Durante los primeros días del mes hubo una calma extendida, pero las cosas empeoraron después de la segunda quincena y la violencia fue noticia. A mediados de mes, entonces, cuando cayó una botella desde un balcón de Pinamar sobre la cabeza de José Luis Martín, un chico de 19 años que caminaba rumbo a su trabajo, el concejal Jorge Yeza propuso crear un registro para jóvenes que alquilan departamentos solos durante el verano. Una idea interesante y con rebote, pero con un interrogante previo: ¿quién le alquila a los chicos solos? “Los mismos padres –dice Yeza–. Gente muy generosa, con inmensas posibilidades económicas, que vienen y te dicen que quieren premiar a su hijo porque acaba de terminar el secundario y se lo merece. Les decís que no, que es una locura hacerlo porque rompen todo y es un riesgo. Te dicen: ‘Si pasa algo, respondo yo’.”
Los adultos valoran los actos de sus hijos sobre la base de la experiencia doméstica. Pueden responder por el pibe, que es un ejemplo en el colegio o en el club o en la casa misma, por sus actos individuales, pero olvidan que en manada van en busca de otros estímulos y los parámetros se alteran. La chica rubia de 18 años que ahora se menea en un fogón playero, a las 7.10 de la mañana, con una botella de champagne en la mano acaba de contar que q u i e r e s e r pediatra. Probablemente lo consiga, pero ahora está posesa y mientras todos le celebran su contoneo, ella quiebra el cuello y bebe todavía más.
–Es difícil para un policía –dice el comisario Juan Tedesco, encargado de organizar los operativos de control que poco pudieron contener este verano–, porque al chico no lo podés detener por eso, y vos estás viendo que se está lastimando. Por otro lado, a las siete de la mañana, la misma situación se multiplica por mil. Y mientras tenés a la chica borracha en la playa, hay diez a las piñas en la calle.

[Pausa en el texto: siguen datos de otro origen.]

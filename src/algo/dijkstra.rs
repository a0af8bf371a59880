//! Plain one-to-all Dijkstra over the stored forward edges.
//!
//! Serves as the correctness baseline for the preprocessed engines and as the
//! building block of the overlay customization. Distances are read back
//! straight from the queue, which keeps final keys addressable after settling.

use crate::datastr::{graph::*, query_heap::QueryHeap};

#[derive(Debug, Clone, Copy)]
struct Label {
    #[allow(dead_code)]
    parent: NodeId,
    duration: EdgeWeight,
}

pub struct Dijkstra {
    heap: QueryHeap<Label>,
}

impl Dijkstra {
    pub fn new(num_nodes: usize) -> Dijkstra {
        Dijkstra {
            heap: QueryHeap::new(num_nodes),
        }
    }

    /// Settle all nodes reachable from `from`.
    pub fn run(&mut self, graph: &impl LinkAccessGraph, from: NodeId) {
        self.run_with_filter(graph, from, |_, _| true)
    }

    /// Settle all nodes reachable from `from` through edges accepted by the filter.
    pub fn run_with_filter(&mut self, graph: &impl LinkAccessGraph, from: NodeId, mut accept: impl FnMut(EdgeId, NodeId) -> bool) {
        self.heap.clear();
        self.heap.resize(graph.num_nodes());
        self.heap.insert(from, 0, Label { parent: from, duration: 0 });

        while let Some(node) = self.heap.pop() {
            let weight = self.heap.key(node);
            let duration = self.heap.data(node).duration;

            for edge in graph.neighbor_edge_indices(node) {
                let data = graph.edge_data(edge);
                if !data.forward {
                    continue;
                }
                let to = graph.head(edge);
                if !accept(edge, to) {
                    continue;
                }

                debug_assert!(data.weight >= 0, "edge weight invalid");
                let to_weight = weight + data.weight;
                let to_duration = duration + data.duration;

                if !self.heap.was_inserted(to) {
                    self.heap.insert(to, to_weight, Label { parent: node, duration: to_duration });
                } else if to_weight < self.heap.key(to) {
                    *self.heap.data_mut(to) = Label { parent: node, duration: to_duration };
                    self.heap.decrease_key(to, to_weight);
                }
            }
        }
    }

    /// Shortest path weight to `node` of the last run, `INVALID_EDGE_WEIGHT` when unreachable.
    pub fn weight(&self, node: NodeId) -> EdgeWeight {
        if self.heap.was_inserted(node) {
            self.heap.key(node)
        } else {
            INVALID_EDGE_WEIGHT
        }
    }

    /// Duration of the minimum weight path to `node`, `MAXIMAL_EDGE_DURATION` when unreachable.
    pub fn duration(&self, node: NodeId) -> EdgeWeight {
        if self.heap.was_inserted(node) {
            self.heap.data(node).duration
        } else {
            MAXIMAL_EDGE_DURATION
        }
    }
}
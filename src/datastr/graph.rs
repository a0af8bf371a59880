//! Graph representations shared by all routing facades.
//!
//! Nodes and edges are identified by dense ids going from `0` to `n-1` and
//! `m-1` respectively. The adjacency structure is stored as the usual
//! adjacency array of `first_out`, `head` and per edge metadata.

use std::ops::Range;

pub mod contracted_graph;
pub mod multi_level_graph;

pub use contracted_graph::ContractedGraph;
pub use multi_level_graph::{CellStorage, MultiLevelGraph, MultiLevelPartition};

/// Node ids are 32bit unsigned ints
pub type NodeId = u32;
/// Edge ids are 32bit unsigned ints
pub type EdgeId = u32;
/// Partition levels are small unsigned ints, 0 denotes the base graph
pub type LevelId = u8;
/// Cell ids are dense 32bit unsigned ints within each level
pub type CellId = u32;
/// Edge weights are signed 32bit ints.
/// Matched positions pay part of their first segment up front, which enters
/// the searches as a negated key, so tentative weights can legitimately be
/// negative. Signedness is load bearing, see the many to many engines.
pub type EdgeWeight = i32;

/// Marks unreachable entries and absent shortcuts.
/// Larger than any finite weight that can occur during a search.
pub const INVALID_EDGE_WEIGHT: EdgeWeight = std::i32::MAX;
/// The duration counterpart of `INVALID_EDGE_WEIGHT`.
pub const MAXIMAL_EDGE_DURATION: EdgeWeight = std::i32::MAX;

/// Metadata of a single stored edge.
///
/// An edge stored at tail `a` with head `b` can be traversed from `a` to `b`
/// when `forward` is set and from `b` to `a` when `backward` is set. Base
/// graphs store every road segment at both endpoints with the bits set
/// accordingly, so both search directions see the full neighborhood of a node.
#[derive(Debug, Clone, Copy, PartialEq)]
pub struct EdgeData {
    pub weight: EdgeWeight,
    pub duration: EdgeWeight,
    pub forward: bool,
    pub backward: bool,
}

impl EdgeData {
    pub fn bidirectional(weight: EdgeWeight, duration: EdgeWeight) -> EdgeData {
        EdgeData {
            weight,
            duration,
            forward: true,
            backward: true,
        }
    }
}

/// Base trait for graphs.
pub trait Graph {
    fn num_nodes(&self) -> usize;
    fn num_arcs(&self) -> usize;
}

/// Trait for graph types which allow random access to stored edges by edge id.
pub trait LinkAccessGraph: Graph {
    /// Get the range of edge ids which make up the stored edges of `node`
    fn neighbor_edge_indices(&self, node: NodeId) -> Range<EdgeId>;
    /// Get the head node of the edge with the given id.
    fn head(&self, edge: EdgeId) -> NodeId;
    /// Get the metadata of the edge with the given id.
    fn edge_data(&self, edge: EdgeId) -> &EdgeData;
}

/// Adjacency array graph with per edge metadata.
#[derive(Debug, Clone)]
pub struct FirstOutGraph {
    // index of the first edge of each node, +1 entry in the end
    first_out: Vec<EdgeId>,
    // the node each edge points to
    head: Vec<NodeId>,
    // the metadata of each edge
    edge_data: Vec<EdgeData>,
}

impl FirstOutGraph {
    pub fn new(first_out: Vec<EdgeId>, head: Vec<NodeId>, edge_data: Vec<EdgeData>) -> FirstOutGraph {
        assert!(first_out.len() < NodeId::MAX as usize);
        assert!(head.len() < EdgeId::MAX as usize);
        assert_eq!(*first_out.first().unwrap(), 0);
        assert_eq!(*first_out.last().unwrap() as usize, head.len());
        assert_eq!(edge_data.len(), head.len());
        debug_assert!(edge_data.iter().all(|data| data.weight >= 0 && data.duration >= 0), "negative edge metadata");

        FirstOutGraph { first_out, head, edge_data }
    }

    /// Build the adjacency array from an unordered list of `(tail, head, data)` triples.
    /// Edges of the same tail keep their relative order.
    pub fn from_edge_list(num_nodes: usize, mut edges: Vec<(NodeId, NodeId, EdgeData)>) -> FirstOutGraph {
        edges.sort_by_key(|&(tail, ..)| tail);

        // prefix sum over the degrees
        let mut first_out = vec![0 as EdgeId; num_nodes + 1];
        for &(tail, ..) in &edges {
            first_out[tail as usize + 1] += 1;
        }
        for node in 0..num_nodes {
            first_out[node + 1] += first_out[node];
        }

        let (head, edge_data) = edges.into_iter().map(|(_, head, data)| (head, data)).unzip();

        FirstOutGraph::new(first_out, head, edge_data)
    }
}

impl Graph for FirstOutGraph {
    fn num_nodes(&self) -> usize {
        self.first_out.len() - 1
    }

    fn num_arcs(&self) -> usize {
        self.head.len()
    }
}

impl LinkAccessGraph for FirstOutGraph {
    fn neighbor_edge_indices(&self, node: NodeId) -> Range<EdgeId> {
        self.first_out[node as usize]..self.first_out[node as usize + 1]
    }

    fn head(&self, edge: EdgeId) -> NodeId {
        self.head[edge as usize]
    }

    fn edge_data(&self, edge: EdgeId) -> &EdgeData {
        &self.edge_data[edge as usize]
    }
}
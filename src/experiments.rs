//! Helpers for randomized cross checks and benchmark runs.

use crate::algo::*;
use crate::datastr::graph::*;
use rand::prelude::*;

/// Number of matrix queries performed by the benchmark binary.
/// Can be overriden through the MATRIX_NUM_QUERIES env var.
pub fn num_queries() -> usize {
    std::env::var("MATRIX_NUM_QUERIES").map_or(10, |num| num.parse().unwrap())
}

/// Build a bidirectional base graph from undirected `(u, v, weight, duration)` tuples.
/// Every edge is stored at both endpoints, which the facades expect.
pub fn build_base_graph(num_nodes: usize, edges: &[(NodeId, NodeId, EdgeWeight, EdgeWeight)]) -> FirstOutGraph {
    let mut directed = Vec::with_capacity(edges.len() * 2);
    for &(u, v, weight, duration) in edges {
        directed.push((u, v, EdgeData::bidirectional(weight, duration)));
        directed.push((v, u, EdgeData::bidirectional(weight, duration)));
    }
    FirstOutGraph::from_edge_list(num_nodes, directed)
}

/// A connected random graph: a ring plus random chords, weights in `1..=100`.
pub fn random_base_graph(rng: &mut StdRng, num_nodes: usize, num_chords: usize) -> FirstOutGraph {
    let mut edges = Vec::with_capacity(num_nodes + num_chords);
    for node in 0..num_nodes as NodeId {
        let next = (node + 1) % num_nodes as NodeId;
        let weight = rng.gen_range(1..=100);
        edges.push((node, next, weight, weight));
    }
    for _ in 0..num_chords {
        let u = rng.gen_range(0..num_nodes as NodeId);
        let v = rng.gen_range(0..num_nodes as NodeId);
        if u != v {
            let weight = rng.gen_range(1..=100);
            edges.push((u, v, weight, weight));
        }
    }
    build_base_graph(num_nodes, &edges)
}

/// A nested partition of contiguous id ranges.
/// `cell_counts` goes from the finest to the coarsest level and every count
/// must be divisible by the next coarser one, otherwise ranges would not nest.
pub fn range_partition(num_nodes: usize, cell_counts: &[usize]) -> MultiLevelPartition {
    for counts in cell_counts.windows(2) {
        assert_eq!(counts[0] % counts[1], 0, "cell counts do not nest");
    }

    let levels = cell_counts
        .iter()
        .map(|&count| (0..num_nodes).map(|node| (node * count / num_nodes) as CellId).collect())
        .collect();
    MultiLevelPartition::new(levels)
}

/// Phantoms sitting exactly on `count` distinct random nodes, drawn from both
/// halves of the id range so no pair of them shares all partition cells of a
/// `range_partition`.
pub fn random_phantoms(rng: &mut StdRng, num_nodes: usize, count: usize) -> Vec<PhantomNode> {
    let split = (num_nodes + 1) / 2;
    let mut phantoms: Vec<PhantomNode> = rand::seq::index::sample(rng, split, count / 2)
        .iter()
        .map(|node| PhantomNode::for_node(node as NodeId))
        .collect();
    phantoms.extend(
        rand::seq::index::sample(rng, num_nodes - split, count - count / 2)
            .iter()
            .map(|node| PhantomNode::for_node((split + node) as NodeId)),
    );
    phantoms
}
// Cross checks the two many to many engines against the plain Dijkstra
// baseline on random graphs and reports timings.

use std::{env, error::Error};

#[macro_use]
extern crate road_matrix_router;

use rand::prelude::*;
use road_matrix_router::{
    algo::{contraction::contract, customization::customize, dijkstra::Dijkstra, many_to_many::*},
    cli::{self, CliErr},
    datastr::graph::*,
    experiments,
    report::*,
};

fn main() -> Result<(), Box<dyn Error>> {
    let _reporter = enable_reporting("matrix_queries");

    let mut args = env::args().skip(1);
    let num_nodes: usize = cli::parse_arg_or(args.next(), 500)?;
    let num_phantoms: usize = cli::parse_arg_or(args.next(), 25)?;
    let seed: u64 = cli::parse_arg_or(args.next(), 42)?;

    report!("num_nodes", num_nodes);
    report!("num_phantoms", num_phantoms);
    report!("seed", seed);

    let mut rng = StdRng::seed_from_u64(seed);
    let graph = experiments::random_base_graph(&mut rng, num_nodes, num_nodes / 2);

    let order: Vec<NodeId> = (0..num_nodes as NodeId).collect();
    let ch = {
        let _ctx = push_context("contraction".to_string());
        report_time("contraction", || contract(&graph, &order))
    };

    let partition = experiments::range_partition(num_nodes, &[8, 2]);
    let cells = {
        let _ctx = push_context("customization".to_string());
        report_time("customization", || customize(&graph, &partition))
    };
    let mld = MultiLevelGraph::new(graph.clone(), partition, cells);

    let mut ch_data = SearchEngineData::new();
    let mut mld_data = SearchEngineData::new();
    let mut dijkstra = Dijkstra::new(num_nodes);
    let mut mismatches = 0usize;

    let mut queries_ctx = push_collection_context("queries".to_string());
    for _ in 0..experiments::num_queries() {
        let _query_ctx = queries_ctx.push_collection_item();

        let phantoms = experiments::random_phantoms(&mut rng, num_nodes, num_phantoms);

        let ch_result = report_time_with_key("ch matrix", "ch_running_time_ms", || {
            many_to_many_search(&mut ch_data, &ch, &phantoms, &[], &[])
        });
        let mld_result = report_time_with_key("mld matrix", "mld_running_time_ms", || {
            many_to_many_search(&mut mld_data, &mld, &phantoms, &[], &[])
        });

        for (row, source) in phantoms.iter().enumerate() {
            dijkstra.run(&graph, source.forward_segment_id.id);
            for (column, target) in phantoms.iter().enumerate() {
                let expected = dijkstra.duration(target.forward_segment_id.id);
                if ch_result[row * phantoms.len() + column] != expected {
                    mismatches += 1;
                }
                if mld_result[row * phantoms.len() + column] != expected {
                    mismatches += 1;
                }
            }
        }
    }
    drop(queries_ctx);

    report!("total_mismatches", mismatches);
    if mismatches > 0 {
        return Err(Box::new(CliErr("engines disagree with the baseline")));
    }
    Ok(())
}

–La sensación –dice un médico, padre, que veranea en Pinamar– es que los chicos hacen acá lo mismo que en los lugares donde viven, pero acá todo se dispara peligrosamente porque el municipio no cuenta con estructura para controlar. Estas ciudades están vacías durante diez meses. Cuando llega el verano, los locales necesitan facturar, y nadie se acuerda de pensar en medidas preventivas. Se abre la puerta y se deja que la multitud entre y que sea lo que Dios quiera. Yo sé que mi hijo vuelve borracho, tiene 17, pero no puedo impedirle que salga, ni que haga cagadas. Sólo me queda rezar y reclamar a los que mandan en esta ciudad medidas básicas de seguridad.
Culmina, y se acerca al punto. Los sociólogos utilizan el concepto de “riesgo controlado” para tratar temas vinculados con la juventud y los límites. Naturalmente, un adolescente en algún momento se pasará de la raya, franqueará el orden establecido: va a equivocarse. El desafío está en ver qué hacer para que el riesgo disminuya, para que las consecuencias estén dentro de lo previsible. Y ésa es tarea de adultos: de padres y del Estado. Pero durante todo enero, en la costa atlántica argentina, las redes de contención no fueron eficientes, ofrecieron resquicios, agujeros tremendos, por donde se filtró la desgracia y todo pudo ser peor. Nadie se ocupó de operar sobre los riesgos, de tejer tramas de prevención. De milagro, este verano no fue peor.